Menurut Ridho, bisnis warung burjo yang dikelolanya berjalan cukup baik meski ada beberapa cabang yang terpaksa ditutup. Pada akhir tahun ini, Warung Burjo Borneo ditargetkan memiliki 13 cabang.
Ridho menambahkan, warung burjo miliknya itu sengaja diberi nama ”Borneo” karena dirinya berasal dari Balikpapan. Untuk menambah keunikan, Warung Burjo Borneo juga menyajikan beberapa hidangan khas Kalimantan.
”Ada perpaduan antara Borneo dan Sunda. Kami sajikan juga makanan-makanan khas Kalimantan, seperti pisang gapit, soto banjar, dan nasi kuning. Namun, menu tersebut hanya dijual di warung-warung yang lama,” ujar Ridho.
Berbeda dengan banyak warung burjo lain, Warung Burjo Borneo tidak secara khusus mempekerjakan orang-orang yang berasal dari Kuningan. Seluruh calon pekerja harus mengikuti proses perekrutan resmi. Selain itu, para pekerja di warung burjo tersebut juga mesti mengikuti pelatihan rutin untuk menjaga kualitas masakan dan pelayanan.

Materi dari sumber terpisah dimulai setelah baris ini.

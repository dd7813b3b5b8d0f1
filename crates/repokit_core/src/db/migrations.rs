//! Caller-supplied schema migrations.
//!
//! # Responsibility
//! - Hold migrations in strictly increasing version order.
//! - Report and apply the ones a database has not seen yet.
//!
//! # Invariants
//! - Versions are positive and strictly increasing; `MigrationSet::new`
//!   rejects anything else.
//! - The applied version is mirrored to `PRAGMA user_version`.
//! - Pending migrations apply in one transaction: all or none.

use crate::db::{DbError, DbResult};
use log::info;
use rusqlite::Connection;

/// One schema step.
#[derive(Debug, Clone, Copy, PartialEq, Eq)]
pub struct Migration {
    pub version: u32,
    pub title: &'static str,
    pub sql: &'static str,
}

/// Ordered list of migrations.
#[derive(Debug, Clone, Default, PartialEq, Eq)]
pub struct MigrationSet {
    migrations: Vec<Migration>,
}

impl MigrationSet {
    pub fn new(migrations: impl IntoIterator<Item = Migration>) -> DbResult<Self> {
        let migrations: Vec<Migration> = migrations.into_iter().collect();
        let mut previous = 0;
        for migration in &migrations {
            if migration.version <= previous {
                return Err(DbError::InvalidMigrationOrder {
                    previous,
                    next: migration.version,
                });
            }
            previous = migration.version;
        }
        Ok(Self { migrations })
    }

    pub fn empty() -> Self {
        Self::default()
    }

    /// Latest version this set knows, `0` when empty.
    pub fn latest_version(&self) -> u32 {
        self.migrations
            .last()
            .map_or(0, |migration| migration.version)
    }

    pub fn iter(&self) -> std::slice::Iter<'_, Migration> {
        self.migrations.iter()
    }

    /// Titles of migrations newer than the database's version, in order.
    pub fn pending_migrations(&self, conn: &Connection) -> DbResult<Vec<&'static str>> {
        let current = self.checked_version(conn)?;
        Ok(self
            .migrations
            .iter()
            .filter(|migration| migration.version > current)
            .map(|migration| migration.title)
            .collect())
    }

    /// Applies every pending migration; returns how many ran.
    pub fn apply_migrations(&self, conn: &mut Connection) -> DbResult<usize> {
        let current = self.checked_version(conn)?;
        if current == self.latest_version() {
            return Ok(0);
        }

        let tx = conn.transaction()?;
        let mut applied = 0;
        for migration in &self.migrations {
            if migration.version <= current {
                continue;
            }

            tx.execute_batch(migration.sql)?;
            tx.execute_batch(&format!("PRAGMA user_version = {};", migration.version))?;
            info!(
                "event=db_migrate module=db status=ok version={} title={}",
                migration.version,
                crate::logging::sanitize_message(migration.title, crate::logging::MAX_TAG_CHARS)
            );
            applied += 1;
        }
        tx.commit()?;

        Ok(applied)
    }

    fn checked_version(&self, conn: &Connection) -> DbResult<u32> {
        let current = current_user_version(conn)?;
        let latest = self.latest_version();
        if current > latest {
            return Err(DbError::UnsupportedSchemaVersion {
                db_version: current,
                latest_supported: latest,
            });
        }
        Ok(current)
    }
}

impl<'a> IntoIterator for &'a MigrationSet {
    type Item = &'a Migration;
    type IntoIter = std::slice::Iter<'a, Migration>;

    fn into_iter(self) -> Self::IntoIter {
        self.migrations.iter()
    }
}

pub(crate) fn current_user_version(conn: &Connection) -> DbResult<u32> {
    let version = conn.query_row("PRAGMA user_version;", [], |row| row.get::<_, u32>(0))?;
    Ok(version)
}
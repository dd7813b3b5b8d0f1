//! Untracked SQLite set.

use crate::config::StoreConfig;
use crate::db::store;
use crate::model::entity::Entity;
use crate::model::value::Value;
use crate::query::plan::{Query, QueryPlan};
use crate::query::spec::Spec;
use crate::repo::error::RepoResult;
use crate::repo::read::Reader;
use crate::repo::set::EntitySet;
use crate::repo::write::Update;
use log::debug;
use rusqlite::Connection;
use std::marker::PhantomData;

/// `EntitySet` whose writes hit the store immediately.
pub struct SqliteSet<'c, E> {
    conn: &'c Connection,
    max_page_size: Option<u64>,
    _entity: PhantomData<fn() -> E>,
}

impl<'c, E: Entity> SqliteSet<'c, E> {
    pub fn new(conn: &'c Connection, config: &StoreConfig) -> Self {
        Self {
            conn,
            max_page_size: config.max_page_size,
            _entity: PhantomData,
        }
    }
}

impl<E: Entity> Reader<E> for SqliteSet<'_, E> {
    fn execute(&self, plan: &QueryPlan<E>) -> RepoResult<Vec<E>> {
        Ok(store::load_plan(self.conn, plan, self.max_page_size)?
            .into_iter()
            .map(|row| row.entity)
            .collect())
    }

    fn count(&self, query: &Query<E>) -> RepoResult<u64> {
        store::count_plan(self.conn, &query.compile()?, self.max_page_size)
    }

    fn any(&self, query: &Query<E>) -> RepoResult<bool> {
        store::exists_plan(self.conn, &query.compile()?, self.max_page_size)
    }

    fn all(&self, query: &Query<E>, spec: &Spec<E>) -> RepoResult<bool> {
        store::all_plan(self.conn, &query.compile()?, spec, self.max_page_size)
    }
}

impl<E: Entity> EntitySet<E> for SqliteSet<'_, E> {
    fn execute(&self, plan: &QueryPlan<E>) -> RepoResult<Vec<E>> {
        Reader::execute(self, plan)
    }

    fn find(&self, key: &E::Key) -> RepoResult<Option<E>> {
        let key: Value = key.clone().into();
        match store::reload(self.conn, E::schema(), &key)? {
            Some((record, _)) => Ok(Some(E::from_record(&record)?)),
            None => Ok(None),
        }
    }

    fn insert(&self, item: E) -> RepoResult<E> {
        let schema = E::schema();
        let record = item.to_record();
        store::atomically(self.conn, || store::insert_row(self.conn, schema, &record))?;
        debug!(
            "event=set_insert module=db status=ok table={}",
            schema.table
        );
        Ok(item)
    }

    fn delete_many(&self, spec: Spec<E>) -> RepoResult<u64> {
        store::delete_many(self.conn, &spec)
    }

    fn update_many(&self, spec: Spec<E>, update: &Update) -> RepoResult<u64> {
        store::update_many(self.conn, &spec, update)
    }
}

Sempat ada penentangan dari sejumlah kalangan, tetapi saya tetap pada pendirian.
Sosiolog Universitas Gadjah Mada, Yogyakarta, R Derajad Sulistyo Widhyharto, mengatakan, konsep warung burjo kekinian itu tak bisa dilepaskan dari latar belakang para pemiliknya yang berasal dari kelas menengah. Hal ini berbeda dengan warung burjo milik orang-orang Kuningan yang merantau agar bisa lepas dari jerat kemiskinan.
”Warung-warung burjo kekinian itu berusaha menaikkan kelasnya. Ini tidak bisa dilepaskan dari selera para pengelolanya yang merupakan mantan mahasiswa dan tergolong sebagai kelas menengah,” kata Derajad.